Messfühler steuert Klimaanlagen
Elektronischer Sensor erkennt miefige Luft

Wenn es um die Steuerung von Klimageräten geht, sind die menschlichen Sinne nicht empfindlich genug – oftmals werden die Anlagen erst zu spät eingeschaltet. Ein neuartiger Sensor kann nun sowohl Raumtemperatur als auch Gaskonzentration gleichzeitig analysieren.

hsn DÜSSELDORF. Auf der Sensorfachmesse in Nürnberg (vom 22. bis 24. Mai 2007) zeigen Fraunhofer-Forscher erstmals einen Messfühler, der gleichzeitig Luftfeuchtigkeit und Gaskonzentrationen erfasst. Der nur fingernagelgroße Chip eignet sich damit zur automatischen Steuerung von Klima- und Lüftungsanlagen.

Ein mögliches Einsatzgebiet ist das Auto: Bisher kann sich ein Fahrer in Tunneln oder auf Fähren vor Mief nur schützen, indem er rechtzeitig den Hebel auf Umluft stellt. Reagiert er zu spät, füllt sich der Innenraum mit Abgasen, Benzindämpfen und Feinstaub. Forscher vom Fraunhofer-Institut für Physikalische Messtechnik IPM in Freiburg haben mit ihrem neuen Sensor jetzt die Grundlagen für ein System gelegt, das die Insassen eines Fahrzeugs selbstständig vor gesundheitsschädlicher Atemluft schützen könnte.

Das Besondere an der Erfindung ist, dass der winzige Sensor-Chip gleichzeitig Feuchtigkeit und Gaskonzentration bestimmt. „Bisher brauchte man zwei Sensoren mit entsprechender Elektronik.
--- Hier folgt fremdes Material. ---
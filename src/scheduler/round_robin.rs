use std::collections::VecDeque;

use super::{DispatchError, Scheduler, SchedulingDecision, ThreadKey, TimeSlice, Workload};
use crate::{core::state::BurstKind, error::ConfigError};

/// Single FIFO ready queue with a fixed quantum. Burst splitting happens in
/// the driver; this only reports how much of the next burst may run.
#[derive(Debug)]
pub struct RoundRobinScheduler {
    ready: VecDeque<ThreadKey>,
    quantum: u64,
}

impl RoundRobinScheduler {
    pub fn new(time_slice: i64) -> Result<Self, ConfigError> {
        if time_slice <= 0 {
            return Err(ConfigError::InvalidTimeSlice {
                policy: "RR",
                slice: time_slice,
            });
        }
        Ok(Self {
            ready: VecDeque::new(),
            quantum: time_slice as u64,
        })
    }
}

impl Scheduler for RoundRobinScheduler {
    fn name(&self) -> &'static str {
        "RR"
    }

    fn time_slice(&self) -> TimeSlice {
        TimeSlice::Bounded(self.quantum)
    }

    fn add_to_ready_queue(&mut self, _ctx: &Workload, thread: ThreadKey) {
        self.ready.push_back(thread);
    }

    fn get_next_thread(&mut self, ctx: &Workload) -> Result<SchedulingDecision, DispatchError> {
        let count = self.ready.len();
        let thread = self
            .ready
            .pop_front()
            .ok_or(DispatchError::EmptyReadyQueue)?;

        // A READY thread always has a CPU burst at the front; the driver
        // rejects the dispatch otherwise.
        let remaining = ctx
            .thread(thread)
            .next_burst()
            .filter(|b| b.kind == BurstKind::Cpu)
            .map_or(self.quantum, |b| b.remaining);
        let slice = self.quantum.min(remaining);

        Ok(SchedulingDecision {
            thread,
            time_slice: TimeSlice::Bounded(slice),
            explanation: format!(
                "Selected from {count} threads. Allotted time slice of {slice}."
            ),
        })
    }

    fn size(&self) -> usize {
        self.ready.len()
    }
}
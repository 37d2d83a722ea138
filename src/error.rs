use std::path::PathBuf;

use crate::core::{BurstKind, CpuState, EventKind, ProcessId, ThreadRef, ThreadState, Ticks};

/// Rejected scheduler configuration. Raised before any event is processed.
#[derive(Debug, Clone, PartialEq, Eq, thiserror::Error)]
pub enum ConfigError {
    #[error("unknown scheduling policy: {0}")]
    UnknownPolicy(String),

    #[error("invalid time slice {slice} for {policy} scheduler")]
    InvalidTimeSlice { policy: &'static str, slice: i64 },
}

/// Structural problems with a workload built in memory.
#[derive(Debug, Clone, PartialEq, Eq, thiserror::Error)]
pub enum WorkloadError {
    #[error("process {0} declared more than once")]
    DuplicateProcess(ProcessId),

    #[error("thread added to unknown process {0}")]
    UnknownProcess(ProcessId),

    // Bursts alternate CPU/IO starting and ending on CPU, so the count is odd.
    #[error("malformed burst sequence of length {count}")]
    MalformedBursts { count: usize },

    #[error("total CPU demand of {thread} does not fit in a tick counter")]
    DemandOverflow { thread: ThreadRef },
}

/// Failure to read a workload description.
#[derive(Debug, thiserror::Error)]
pub enum LoadError {
    #[error("unable to read workload file {}", .path.display())]
    Io {
        path: PathBuf,
        #[source]
        source: std::io::Error,
    },

    #[error("unexpected end of input while reading {field}")]
    UnexpectedEof { field: &'static str },

    #[error("expected integer for {field}, found {token:?}")]
    InvalidInteger { field: &'static str, token: String },

    #[error("{field} must be non-negative, found {value}")]
    Negative { field: &'static str, value: i64 },

    #[error("invalid process priority {0}, expected 0..=3")]
    InvalidPriority(i64),

    #[error(transparent)]
    Workload(#[from] WorkloadError),
}

#[derive(Debug, Clone, PartialEq, Eq, thiserror::Error)]
#[error("invalid transition for {thread} at t={time}: {from} -> {to}")]
pub struct TransitionError {
    pub thread: ThreadRef,
    pub from: ThreadState,
    pub to: ThreadState,
    pub time: Ticks,
}

/// Invariant violations detected while the simulation runs. Any of these means
/// the collected metrics cannot be trusted.
#[derive(Debug, Clone, PartialEq, Eq, thiserror::Error)]
pub enum SimError {
    #[error(transparent)]
    Transition(#[from] TransitionError),

    #[error("dispatcher invoked at t={time} with an empty ready queue")]
    EmptyReadyQueue { time: Ticks },

    #[error("{kind} event at t={time} has no subject thread")]
    MissingThread { kind: EventKind, time: Ticks },

    #[error("{kind} event at t={time} found CPU in state {cpu:?}")]
    UnexpectedCpuState {
        kind: EventKind,
        time: Ticks,
        cpu: CpuState,
    },

    #[error("{thread} expected a {expected} burst at t={time}")]
    UnexpectedBurst {
        thread: ThreadRef,
        expected: BurstKind,
        time: Ticks,
    },

    #[error("{thread} ran {elapsed} ticks but only {remaining} remained in its burst")]
    SliceOverrun {
        thread: ThreadRef,
        elapsed: Ticks,
        remaining: Ticks,
    },

    #[error("event at t={event_time} is earlier than the clock at t={now}")]
    ClockRegression { now: Ticks, event_time: Ticks },

    #[error("{kind} at t={time} schedules a follow-up {delta} ticks later, past the end of the clock")]
    TimeOverflow {
        kind: EventKind,
        time: Ticks,
        delta: Ticks,
    },

    #[error("event queue drained with {thread} still {state}")]
    Unfinished { thread: ThreadRef, state: ThreadState },

    #[error("invariant violated: {0}")]
    InvariantViolation(String),
}

#[derive(Debug, thiserror::Error)]
pub enum Error {
    #[error(transparent)]
    Config(#[from] ConfigError),

    #[error(transparent)]
    Load(#[from] LoadError),

    #[error(transparent)]
    Workload(#[from] WorkloadError),

    #[error(transparent)]
    Sim(#[from] SimError),
}

pub type Result<T, E = Error> = std::result::Result<T, E>;
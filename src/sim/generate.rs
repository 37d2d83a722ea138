use rand::prelude::*;

use crate::{
    core::state::{ProcessPriority, Ticks, Workload},
    error::WorkloadError,
};

/// Parameters for a seeded random workload. All maxima are inclusive.
#[derive(Debug, Clone)]
pub struct GeneratorConfig {
    pub seed: u64,
    pub processes: u32,
    pub max_threads_per_process: usize,
    pub max_cpu_bursts: usize,
    pub max_burst_length: Ticks,
    pub max_arrival_time: Ticks,
    pub dispatch_overhead: Ticks,
}

impl Default for GeneratorConfig {
    fn default() -> Self {
        Self {
            seed: 0,
            processes: 4,
            max_threads_per_process: 3,
            max_cpu_bursts: 4,
            max_burst_length: 10,
            max_arrival_time: 20,
            dispatch_overhead: 1,
        }
    }
}

pub fn random_workload(config: &GeneratorConfig) -> Result<Workload, WorkloadError> {
    let mut rng = StdRng::seed_from_u64(config.seed);
    let mut workload = Workload::new(config.dispatch_overhead);

    for process_id in 0..config.processes {
        let priority = ProcessPriority::ALL[rng.random_range(0..ProcessPriority::ALL.len())];
        workload.add_process(process_id, priority)?;

        let threads = rng.random_range(1..=config.max_threads_per_process.max(1));
        for _ in 0..threads {
            let arrival = rng.random_range(0..=config.max_arrival_time);
            let cpu_bursts = rng.random_range(1..=config.max_cpu_bursts.max(1));
            let bursts: Vec<Ticks> = (0..cpu_bursts * 2 - 1)
                .map(|_| rng.random_range(1..=config.max_burst_length.max(1)))
                .collect();
            workload.add_thread(process_id, arrival, &bursts)?;
        }
    }

    Ok(workload)
}

#[cfg(test)]
mod tests {
    use super::*;
    use crate::sim::parse::write_workload;

    #[test]
    fn same_seed_same_workload() {
        let config = GeneratorConfig {
            seed: 42,
            ..GeneratorConfig::default()
        };
        assert_eq!(
            write_workload(&random_workload(&config).unwrap()),
            write_workload(&random_workload(&config).unwrap())
        );
    }

    #[test]
    fn respects_bounds() {
        let config = GeneratorConfig {
            seed: 7,
            processes: 6,
            max_threads_per_process: 2,
            max_cpu_bursts: 3,
            max_burst_length: 5,
            max_arrival_time: 9,
            dispatch_overhead: 2,
        };
        let w = random_workload(&config).unwrap();

        assert_eq!(w.processes.len(), 6);
        assert_eq!(w.dispatch_overhead, 2);
        for p in &w.processes {
            assert!((1..=2).contains(&p.threads.len()));
        }
        for t in w.threads.values() {
            assert!(t.arrival_time <= 9);
            assert!(t.bursts.len() % 2 == 1 && t.bursts.len() <= 5);
            assert!(t.bursts.iter().all(|b| (1..=5).contains(&b.length)));
        }
    }
}
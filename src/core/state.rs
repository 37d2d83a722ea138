use std::{collections::VecDeque, fmt};

use rustc_hash::FxHashMap;
use slotmap::{SlotMap, new_key_type};

use crate::error::{TransitionError, WorkloadError};

pub type Ticks = u64;
pub type ProcessId = u32;
// Index of a thread within its owning process
pub type ThreadId = usize;

new_key_type! {
    pub struct ThreadKey;
}

#[derive(Debug, Clone, Copy, PartialEq, Eq, Hash)]
pub enum BurstKind {
    Cpu,
    Io,
}

impl fmt::Display for BurstKind {
    fn fmt(&self, f: &mut fmt::Formatter<'_>) -> fmt::Result {
        match self {
            Self::Cpu => f.write_str("CPU"),
            Self::Io => f.write_str("IO"),
        }
    }
}

#[derive(Debug, Clone, Copy, PartialEq, Eq)]
pub struct Burst {
    pub kind: BurstKind,
    pub length: Ticks,
    pub remaining: Ticks,
}

impl Burst {
    pub fn new(kind: BurstKind, length: Ticks) -> Self {
        Self {
            kind,
            length,
            remaining: length,
        }
    }
}

#[derive(Debug, Clone, Copy, PartialEq, Eq, Hash)]
pub enum ThreadState {
    New,
    Ready,
    Running,
    Blocked,
    Exit,
}

impl ThreadState {
    pub fn can_transition_to(self, to: ThreadState) -> bool {
        use ThreadState::*;
        matches!(
            (self, to),
            (New, Ready)
                | (Ready, Running)
                | (Running, Ready)
                | (Running, Blocked)
                | (Blocked, Ready)
                | (Running, Exit)
        )
    }
}

impl fmt::Display for ThreadState {
    fn fmt(&self, f: &mut fmt::Formatter<'_>) -> fmt::Result {
        let name = match self {
            Self::New => "NEW",
            Self::Ready => "READY",
            Self::Running => "RUNNING",
            Self::Blocked => "BLOCKED",
            Self::Exit => "EXIT",
        };
        f.write_str(name)
    }
}

#[derive(Debug, Clone, Copy, PartialEq, Eq, PartialOrd, Ord, Hash)]
pub enum ProcessPriority {
    System = 0,
    Interactive = 1,
    Normal = 2,
    Batch = 3,
}

impl ProcessPriority {
    pub const ALL: [ProcessPriority; 4] = [
        ProcessPriority::System,
        ProcessPriority::Interactive,
        ProcessPriority::Normal,
        ProcessPriority::Batch,
    ];

    pub fn from_level(level: i64) -> Option<Self> {
        Self::ALL.get(usize::try_from(level).ok()?).copied()
    }

    pub fn level(self) -> usize {
        self as usize
    }
}

impl fmt::Display for ProcessPriority {
    fn fmt(&self, f: &mut fmt::Formatter<'_>) -> fmt::Result {
        let name = match self {
            Self::System => "SYSTEM",
            Self::Interactive => "INTERACTIVE",
            Self::Normal => "NORMAL",
            Self::Batch => "BATCH",
        };
        f.write_str(name)
    }
}

/// Human-facing identity of a thread, used in logs and errors.
#[derive(Debug, Clone, Copy, PartialEq, Eq, Hash, PartialOrd, Ord)]
pub struct ThreadRef {
    pub process: ProcessId,
    pub thread: ThreadId,
}

impl fmt::Display for ThreadRef {
    fn fmt(&self, f: &mut fmt::Formatter<'_>) -> fmt::Result {
        write!(f, "thread {} of process {}", self.thread, self.process)
    }
}

#[derive(Debug, Clone)]
pub struct Thread {
    pub id: ThreadId,
    pub process_id: ProcessId,
    pub priority: ProcessPriority,
    pub arrival_time: Ticks,
    pub state: ThreadState,
    pub previous_state: ThreadState,
    pub state_change_time: Ticks,
    pub bursts: VecDeque<Burst>,
    // First transition into RUNNING
    pub start_time: Option<Ticks>,
    pub end_time: Option<Ticks>,
    pub service_time: Ticks,
    pub io_time: Ticks,
    // As declared; `bursts` is consumed while the thread runs
    burst_lengths: Vec<Ticks>,
    cpu_demand: Ticks,
}

impl Thread {
    /// Builds a NEW thread from alternating CPU/IO burst lengths.
    ///
    /// The first, last and every even-indexed length is a CPU burst, so the
    /// slice must have odd length.
    pub fn new(
        id: ThreadId,
        process_id: ProcessId,
        priority: ProcessPriority,
        arrival_time: Ticks,
        burst_lengths: &[Ticks],
    ) -> Result<Self, WorkloadError> {
        if burst_lengths.len() % 2 == 0 {
            return Err(WorkloadError::MalformedBursts {
                count: burst_lengths.len(),
            });
        }

        let bursts: VecDeque<Burst> = burst_lengths
            .iter()
            .enumerate()
            .map(|(n, &len)| {
                let kind = if n % 2 == 0 {
                    BurstKind::Cpu
                } else {
                    BurstKind::Io
                };
                Burst::new(kind, len)
            })
            .collect();
        let cpu_demand = bursts
            .iter()
            .filter(|b| b.kind == BurstKind::Cpu)
            .try_fold(0 as Ticks, |sum, b| sum.checked_add(b.length))
            .ok_or(WorkloadError::DemandOverflow {
                thread: ThreadRef {
                    process: process_id,
                    thread: id,
                },
            })?;

        Ok(Self {
            id,
            process_id,
            priority,
            arrival_time,
            state: ThreadState::New,
            previous_state: ThreadState::New,
            state_change_time: arrival_time,
            bursts,
            start_time: None,
            end_time: None,
            service_time: 0,
            io_time: 0,
            burst_lengths: burst_lengths.to_vec(),
            cpu_demand,
        })
    }

    pub fn reference(&self) -> ThreadRef {
        ThreadRef {
            process: self.process_id,
            thread: self.id,
        }
    }

    /// Moves the thread to `to`, returning the state it left.
    pub fn set_state(&mut self, to: ThreadState, time: Ticks) -> Result<ThreadState, TransitionError> {
        let from = self.state;
        if !from.can_transition_to(to) {
            return Err(TransitionError {
                thread: self.reference(),
                from,
                to,
                time,
            });
        }

        self.previous_state = from;
        self.state = to;
        self.state_change_time = time;
        match to {
            ThreadState::Running if self.start_time.is_none() => self.start_time = Some(time),
            ThreadState::Exit => self.end_time = Some(time),
            _ => {}
        }
        Ok(from)
    }

    pub fn next_burst(&self) -> Option<&Burst> {
        self.bursts.front()
    }

    pub fn next_burst_mut(&mut self) -> Option<&mut Burst> {
        self.bursts.front_mut()
    }

    pub fn pop_burst(&mut self) -> Option<Burst> {
        self.bursts.pop_front()
    }

    /// Burst lengths as declared, unaffected by the run.
    pub fn burst_lengths(&self) -> &[Ticks] {
        &self.burst_lengths
    }

    /// Sum of the original CPU burst lengths.
    pub fn cpu_demand(&self) -> Ticks {
        self.cpu_demand
    }

    pub fn response_time(&self) -> Option<Ticks> {
        Some(self.start_time? - self.arrival_time)
    }

    pub fn turnaround_time(&self) -> Option<Ticks> {
        Some(self.end_time? - self.arrival_time)
    }
}

#[derive(Debug, Clone)]
pub struct Process {
    pub id: ProcessId,
    pub priority: ProcessPriority,
    pub threads: Vec<ThreadKey>,
}

/// Owner of every process and thread in one simulation run.
#[derive(Debug, Clone, Default)]
pub struct Workload {
    pub threads: SlotMap<ThreadKey, Thread>,
    pub processes: Vec<Process>,
    pub process_index: FxHashMap<ProcessId, usize>,
    pub dispatch_overhead: Ticks,
    // Carried for round-tripping the input format; the simulation ignores it
    pub thread_switch_overhead: Ticks,
}

impl Workload {
    pub fn new(dispatch_overhead: Ticks) -> Self {
        Self {
            dispatch_overhead,
            ..Self::default()
        }
    }

    pub fn add_process(
        &mut self,
        id: ProcessId,
        priority: ProcessPriority,
    ) -> Result<(), WorkloadError> {
        if self.process_index.contains_key(&id) {
            return Err(WorkloadError::DuplicateProcess(id));
        }
        self.process_index.insert(id, self.processes.len());
        self.processes.push(Process {
            id,
            priority,
            threads: Vec::new(),
        });
        Ok(())
    }

    pub fn add_thread(
        &mut self,
        process_id: ProcessId,
        arrival_time: Ticks,
        burst_lengths: &[Ticks],
    ) -> Result<ThreadKey, WorkloadError> {
        let index = *self
            .process_index
            .get(&process_id)
            .ok_or(WorkloadError::UnknownProcess(process_id))?;
        let process = &mut self.processes[index];

        let thread = Thread::new(
            process.threads.len(),
            process_id,
            process.priority,
            arrival_time,
            burst_lengths,
        )?;
        let key = self.threads.insert(thread);
        process.threads.push(key);
        Ok(key)
    }

    pub fn process(&self, id: ProcessId) -> Option<&Process> {
        self.process_index.get(&id).map(|&i| &self.processes[i])
    }

    pub fn thread(&self, key: ThreadKey) -> &Thread {
        &self.threads[key]
    }

    pub fn thread_mut(&mut self, key: ThreadKey) -> &mut Thread {
        &mut self.threads[key]
    }

    /// Thread keys in declaration order.
    pub fn thread_keys(&self) -> impl Iterator<Item = ThreadKey> + '_ {
        self.processes.iter().flat_map(|p| p.threads.iter().copied())
    }

    pub fn thread_count(&self) -> usize {
        self.threads.len()
    }

    pub fn count_in_state(&self, state: ThreadState) -> usize {
        self.threads.values().filter(|t| t.state == state).count()
    }
}
//! Metrics derived from terminal thread state after a run.

use average::{Estimate, Mean};

use super::state::{ProcessPriority, Thread, ThreadRef, ThreadState, Ticks, Workload};

#[derive(Debug, Clone, PartialEq)]
pub struct ThreadMetrics {
    pub thread: ThreadRef,
    pub priority: ProcessPriority,
    pub arrival_time: Ticks,
    pub start_time: Option<Ticks>,
    pub end_time: Option<Ticks>,
    pub service_time: Ticks,
    pub io_time: Ticks,
    pub response_time: Option<Ticks>,
    pub turnaround_time: Option<Ticks>,
    /// Turnaround minus total CPU demand.
    pub wait_time: Option<Ticks>,
}

impl ThreadMetrics {
    pub fn from_thread(thread: &Thread) -> Self {
        let turnaround_time = thread.turnaround_time();
        Self {
            thread: thread.reference(),
            priority: thread.priority,
            arrival_time: thread.arrival_time,
            start_time: thread.start_time,
            end_time: thread.end_time,
            service_time: thread.service_time,
            io_time: thread.io_time,
            response_time: thread.response_time(),
            turnaround_time,
            wait_time: turnaround_time.map(|t| t.saturating_sub(thread.cpu_demand())),
        }
    }
}

#[derive(Debug, Clone, Default, PartialEq)]
pub struct PriorityClassStats {
    pub thread_count: usize,
    pub mean_response_time: f64,
    pub mean_turnaround_time: f64,
}

#[derive(Debug, Clone, Default, PartialEq)]
pub struct SystemStats {
    pub total_time: Ticks,
    pub service_time: Ticks,
    pub io_time: Ticks,
    pub dispatch_time: Ticks,
    pub idle_time: Ticks,
    pub cpu_utilization: f64,
    pub dispatcher_utilization: f64,
    /// Completed threads per tick.
    pub throughput: f64,
    pub thread_count: usize,
    pub completed_threads: usize,
    pub mean_response_time: f64,
    pub mean_turnaround_time: f64,
    pub mean_wait_time: f64,
    pub by_priority: [PriorityClassStats; 4],
}

pub fn thread_metrics(ctx: &Workload) -> Vec<ThreadMetrics> {
    ctx.thread_keys()
        .map(|key| ThreadMetrics::from_thread(ctx.thread(key)))
        .collect()
}

pub fn calculate_statistics(ctx: &Workload, total_time: Ticks, dispatch_time: Ticks) -> SystemStats {
    let metrics = thread_metrics(ctx);
    let completed = ctx
        .threads
        .values()
        .filter(|t| t.state == ThreadState::Exit)
        .count();

    let service_time: Ticks = metrics.iter().map(|m| m.service_time).sum();
    // IO overlaps across threads, so the total can exceed the clock
    let io_time = metrics
        .iter()
        .fold(0 as Ticks, |sum, m| sum.saturating_add(m.io_time));

    let mut by_priority: [PriorityClassStats; 4] = Default::default();
    for priority in ProcessPriority::ALL {
        let class: Vec<&ThreadMetrics> = metrics.iter().filter(|m| m.priority == priority).collect();
        by_priority[priority.level()] = PriorityClassStats {
            thread_count: class.len(),
            mean_response_time: mean(class.iter().filter_map(|m| m.response_time)),
            mean_turnaround_time: mean(class.iter().filter_map(|m| m.turnaround_time)),
        };
    }

    SystemStats {
        total_time,
        service_time,
        io_time,
        dispatch_time,
        idle_time: total_time.saturating_sub(service_time + dispatch_time),
        cpu_utilization: ratio(service_time as f64, total_time),
        dispatcher_utilization: ratio(dispatch_time as f64, total_time),
        throughput: ratio(completed as f64, total_time),
        thread_count: metrics.len(),
        completed_threads: completed,
        mean_response_time: mean(metrics.iter().filter_map(|m| m.response_time)),
        mean_turnaround_time: mean(metrics.iter().filter_map(|m| m.turnaround_time)),
        mean_wait_time: mean(metrics.iter().filter_map(|m| m.wait_time)),
        by_priority,
    }
}

fn ratio(value: f64, total_time: Ticks) -> f64 {
    if total_time == 0 {
        0.0
    } else {
        value / total_time as f64
    }
}

fn mean(samples: impl Iterator<Item = Ticks>) -> f64 {
    let mean: Mean = samples.map(|s| s as f64).collect();
    if mean.is_empty() { 0.0 } else { mean.estimate() }
}

#[cfg(test)]
mod tests {
    use super::*;

    fn finished(w: &mut Workload, process: u32, arrival: Ticks, bursts: &[Ticks], start: Ticks, end: Ticks) {
        let key = w.add_thread(process, arrival, bursts).unwrap();
        let t = w.thread_mut(key);
        t.set_state(ThreadState::Ready, arrival).unwrap();
        t.set_state(ThreadState::Running, start).unwrap();
        t.set_state(ThreadState::Exit, end).unwrap();
        t.service_time = t.cpu_demand();
        t.bursts.clear();
    }

    #[test]
    fn empty_workload_reports_zeroes() {
        let stats = calculate_statistics(&Workload::new(0), 0, 0);
        assert_eq!(stats, SystemStats::default());
    }

    #[test]
    fn aggregates_means_and_utilization() {
        let mut w = Workload::new(1);
        w.add_process(0, ProcessPriority::System).unwrap();
        w.add_process(1, ProcessPriority::Batch).unwrap();
        finished(&mut w, 0, 0, &[4], 1, 5);
        finished(&mut w, 1, 2, &[2, 3, 2], 6, 20);

        let stats = calculate_statistics(&w, 20, 2);
        assert_eq!(stats.service_time, 8);
        assert_eq!(stats.idle_time, 10);
        assert_eq!(stats.cpu_utilization, 0.4);
        assert_eq!(stats.dispatcher_utilization, 0.1);
        assert_eq!(stats.throughput, 0.1);
        assert_eq!(stats.completed_threads, 2);
        // responses 1 and 4, turnarounds 5 and 18, waits 1 and 14
        assert_eq!(stats.mean_response_time, 2.5);
        assert_eq!(stats.mean_turnaround_time, 11.5);
        assert_eq!(stats.mean_wait_time, 7.5);

        let batch = &stats.by_priority[ProcessPriority::Batch.level()];
        assert_eq!(batch.thread_count, 1);
        assert_eq!(batch.mean_turnaround_time, 18.0);
        assert_eq!(stats.by_priority[ProcessPriority::Normal.level()].thread_count, 0);
    }

    #[test]
    fn unfinished_threads_have_no_turnaround() {
        let mut w = Workload::new(0);
        w.add_process(0, ProcessPriority::Normal).unwrap();
        let key = w.add_thread(0, 3, &[2]).unwrap();

        let m = ThreadMetrics::from_thread(w.thread(key));
        assert_eq!(m.response_time, None);
        assert_eq!(m.wait_time, None);
        assert_eq!(calculate_statistics(&w, 0, 0).completed_threads, 0);
    }
}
Feuchte- und Gassensoren ließen sich nicht kombinieren, weil der eine nur bei Raumtemperatur zuverlässig funktioniert, der andere aber eine Betriebstemperatur von zwei- bis vierhundert Grad Celsius benötigt“, erklärt Sven Rademacher, Projektleiter am IPM. Obwohl beide Sensoren auf dem IPM-Chip dicht beieinander liegen, findet zwischen ihnen kein Wärmeaustausch statt: Die Gassensoren können heiß werden, der Feuchtesensor bleibt trotzdem kühl. Der Trick: Die Sensoren sind zwar integraler Bestandteil des Chips, um sie herum wurde das Material jedoch bis auf einige dünne Stege weggeätzt.

„Durch diese dünnen Stege können sich Temperaturen nicht ausbreiten“, sagt Marie-Luise Bauersfeld, die den Chip hergestellt und getestet hat. Der Prototyp des Mikrostrukturierten Sensors zur Luftqualitätsmessung, kurz Mosel, hat erste Funktionstests bestanden. „Wir können mit ihm gleichzeitig Luftfeuchte, Kohlenmonoxid, Kohlenwasserstoffe, Stickoxide und Sauerstoffkonzentration messen“, sagt die Forscherin.

Für die Verwendung ihrer Entwicklung haben die Forscher bereits zahlreiche Ideen: Neben einer Steuerung der Luftzufuhr im Auto könnte der fertige Doppelsensor etwa in Bürogebäuden die Klimaanlage aktivieren, wenn der Sauerstoffgehalt sinkt oder die Feuchte einen kritischen Wert übersteigt. Und in Klassenzimmern oder Hörsälen ließe er sich nutzen, um bei schlechter Luft automatisch Lüftungsschlitze in den Fenstern zu öffnen.